## Exercise requirements
Among the lines of data below, reproduce only those from the one with "center.serialize(target)?;" through the one with "empty brush slot", exactly as they stand, both ends included.

## Materials provided
:::
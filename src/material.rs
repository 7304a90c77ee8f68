//! Brushes fill areas, pens stroke outlines

use crate::error::{Error, Result};
use crate::format::{deserialize_list, serialize_list, Color, Point, Serializable};
use crate::ids::{BrushId, LineCap, LineJoin};
use crate::reader::BufferReader;
use crate::writer::BufferWriter;

/// Paint used to fill areas and pens
#[derive(Debug, PartialEq, Clone)]
pub enum Brush {
    SolidColor {
        color: Color,
        opacity: f64,
    },
    /// Gradient from `color` to `color2`, `rotation` in degrees
    LinearGradient {
        color: Color,
        color2: Color,
        rotation: f64,
        opacity: f64,
    },
    /// Gradient from `color` at `center` to `color2` at the edge. The center
    /// is relative to the filled area, `(0.5, 0.5)` being its middle.
    RadialGradient {
        color: Color,
        color2: Color,
        center: Point,
        opacity: f64,
    },
}

impl Default for Brush {
    fn default() -> Self {
        Brush::solid(Color::BLACK)
    }
}

impl Brush {
    /// An opaque solid color brush
    pub fn solid(color: Color) -> Self {
        Brush::SolidColor {
            color,
            opacity: 1.0,
        }
    }

    /// Identifier written in front of the brush
    pub fn id(&self) -> BrushId {
        match self {
            Brush::SolidColor { .. } => BrushId::SolidColor,
            Brush::LinearGradient { .. } => BrushId::LinearGradient,
            Brush::RadialGradient { .. } => BrushId::RadialGradient,
        }
    }

    /// Opacity applied on top of the brush colors
    pub fn opacity(&self) -> f64 {
        match self {
            Brush::SolidColor { opacity, .. }
            | Brush::LinearGradient { opacity, .. }
            | Brush::RadialGradient { opacity, .. } => *opacity,
        }
    }
}

/// Write a brush slot: [`BrushId::None`] when empty
pub(crate) fn serialize_brush(brush: Option<&Brush>, target: &mut BufferWriter) -> Result<()> {
    match brush {
        Some(brush) => brush.serialize(target),
        None => {
            target.write_byte(BrushId::None.into());
            Ok(())
        }
    }
}

pub(crate) fn deserialize_brush(source: &mut BufferReader<'_>) -> Result<Option<Brush>> {
    let brush = match BrushId::try_from(source.read_byte()?)? {
        BrushId::None => return Ok(None),
        BrushId::SolidColor => Brush::SolidColor {
            color: Color::deserialize(source)?,
            opacity: source.read_double()?,
        },
        BrushId::LinearGradient => Brush::LinearGradient {
            color: Color::deserialize(source)?,
            color2: Color::deserialize(source)?,
            rotation: source.read_double()?,
            opacity: source.read_double()?,
        },
        BrushId::RadialGradient => Brush::RadialGradient {
            color: Color::deserialize(source)?,
            color2: Color::deserialize(source)?,
            center: Point::deserialize(source)?,
            opacity: source.read_double()?,
        },
    };

    Ok(Some(brush))
}

impl Serializable for Brush {
    fn serialize(&self, target: &mut BufferWriter) -> Result<()> {
        target.write_byte(self.id().into());

        match self {
            Brush::SolidColor { color, opacity } => {
                color.serialize(target)?;
                target.write_double(*opacity);
            }
            Brush::LinearGradient {
                color,
                color2,
                rotation,
                opacity,
            } => {
                color.serialize(target)?;
                color2.serialize(target)?;
                target.write_double(*rotation);
                target.write_double(*opacity);
            }
            Brush::RadialGradient {
                color,
                color2,
                center,
                opacity,
            } => {
                color.serialize(target)?;
                color2.serialize(target)?;
                center.serialize(target)?;
                target.write_double(*opacity);
            }
        }

        Ok(())
    }

    /// Fails when the stream holds an empty brush slot
    fn deserialize(source: &mut BufferReader<'_>) -> Result<Self> {
        deserialize_brush(source)?.ok_or_else(|| Error::InvalidValue("empty brush".to_owned()))
    }
}

/// Stroke settings. An empty `dash_style` draws a solid line.
#[derive(Debug, PartialEq, Clone)]
pub struct Pen {
    pub brush: Brush,
    pub thickness: f64,
    pub start_cap: LineCap,
    pub end_cap: LineCap,
    pub line_join: LineJoin,
    pub dash_style: Vec<f64>,
    pub dash_offset: f64,
    pub dash_cap: LineCap,
}

impl Default for Pen {
    fn default() -> Self {
        Pen::new(Brush::default(), 1.0)
    }
}

impl Pen {
    /// A solid pen with flat caps and miter joins
    pub fn new(brush: Brush, thickness: f64) -> Self {
        Self {
            brush,
            thickness,
            start_cap: LineCap::default(),
            end_cap: LineCap::default(),
            line_join: LineJoin::default(),
            dash_style: Vec::new(),
            dash_offset: 0.0,
            dash_cap: LineCap::default(),
        }
    }

    /// A solid pen with default caps, join and dashes
    pub fn solid(color: Color, thickness: f64) -> Self {
        Pen::new(Brush::solid(color), thickness)
    }
}

impl Serializable for Pen {
    fn serialize(&self, target: &mut BufferWriter) -> Result<()> {
        self.brush.serialize(target)?;
        target.write_double(self.thickness);
        target.write_byte(self.start_cap.into());
        target.write_byte(self.end_cap.into());
        target.write_byte(self.line_join.into());
        serialize_list(&self.dash_style, target)?;
        target.write_double(self.dash_offset);
        target.write_byte(self.dash_cap.into());

        Ok(())
    }

    fn deserialize(source: &mut BufferReader<'_>) -> Result<Self> {
        Ok(Self {
            brush: Brush::deserialize(source)?,
            thickness: source.read_double()?,
            start_cap: LineCap::try_from(source.read_byte()?)?,
            end_cap: LineCap::try_from(source.read_byte()?)?,
            line_join: LineJoin::try_from(source.read_byte()?)?,
            dash_style: deserialize_list(source)?,
            dash_offset: source.read_double()?,
            dash_cap: LineCap::try_from(source.read_byte()?)?,
        })
    }
}

#[cfg(test)]
mod tests {
    use super::*;

    #[test]
    fn solid_brush_layout() {
        let mut writer = BufferWriter::new();
        Brush::SolidColor {
            color: Color::rgba8(1, 2, 3, 4),
            opacity: 0.5,
        }
        .serialize(&mut writer)
        .unwrap();

        assert_eq!(&writer.data()[..5], &[1, 1, 2, 3, 4]);
        assert_eq!(&writer.data()[5..], &0.5f64.to_le_bytes());
    }

    #[test]
    fn empty_brush_slot() {
        let mut writer = BufferWriter::new();
        serialize_brush(None, &mut writer).unwrap();
        assert_eq!(writer.data(), &[0]);

        let mut reader = BufferReader::new(writer.data());
        assert_eq!(deserialize_brush(&mut reader).unwrap(), None);
        assert!(Brush::deserialize(&mut BufferReader::new(writer.data())).is_err());
    }

    #[test]
    fn gradients_decode() {
        let brushes = [
            Brush::LinearGradient {
                color: Color::rgb8(255, 0, 0),
                color2: Color::WHITE,
                rotation: 45.0,
                opacity: 0.75,
            },
            Brush::RadialGradient {
                color: Color::BLACK,
                color2: Color::rgba8(0, 0, 255, 128),
                center: Point::new(0.5, 0.5),
                opacity: 1.0,
            },
        ];

        for brush in brushes {
            let mut writer = BufferWriter::new();
            brush.serialize(&mut writer).unwrap();

            let mut reader = BufferReader::new(writer.data());
            assert_eq!(Brush::deserialize(&mut reader).unwrap(), brush);
            assert!(reader.is_at_end());
        }
    }

    #[test]
    fn pen_layout() {
        let mut pen = Pen::solid(Color::BLACK, 0.25);
        pen.start_cap = LineCap::Round;
        pen.line_join = LineJoin::Bevel;
        pen.dash_style = vec![2.0, 1.0];

        let mut writer = BufferWriter::new();
        pen.serialize(&mut writer).unwrap();

        // brush (1 + 4 + 8), thickness, caps and join, dashes, offset, dash cap
        assert_eq!(writer.len(), 13 + 8 + 3 + 4 + 16 + 8 + 1);
        assert_eq!(&writer.data()[21..24], &[1, 0, 0]);

        let decoded = Pen::deserialize(&mut BufferReader::new(writer.data())).unwrap();
        assert_eq!(decoded, pen);
    }

    #[test]
    fn default_pen() {
        let pen = Pen::default();

        assert_eq!(pen.thickness, 1.0);
        assert_eq!(pen.brush, Brush::solid(Color::BLACK));
        assert_eq!(pen.line_join, LineJoin::Miter);
        assert_eq!(pen.start_cap, LineCap::Flat);
        assert!(pen.dash_style.is_empty());
    }
}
:::
## Your response
                center.serialize(target)?;
                target.write_double(*opacity);
            }
        }

        Ok(())
    }

    /// Fails when the stream holds an empty brush slot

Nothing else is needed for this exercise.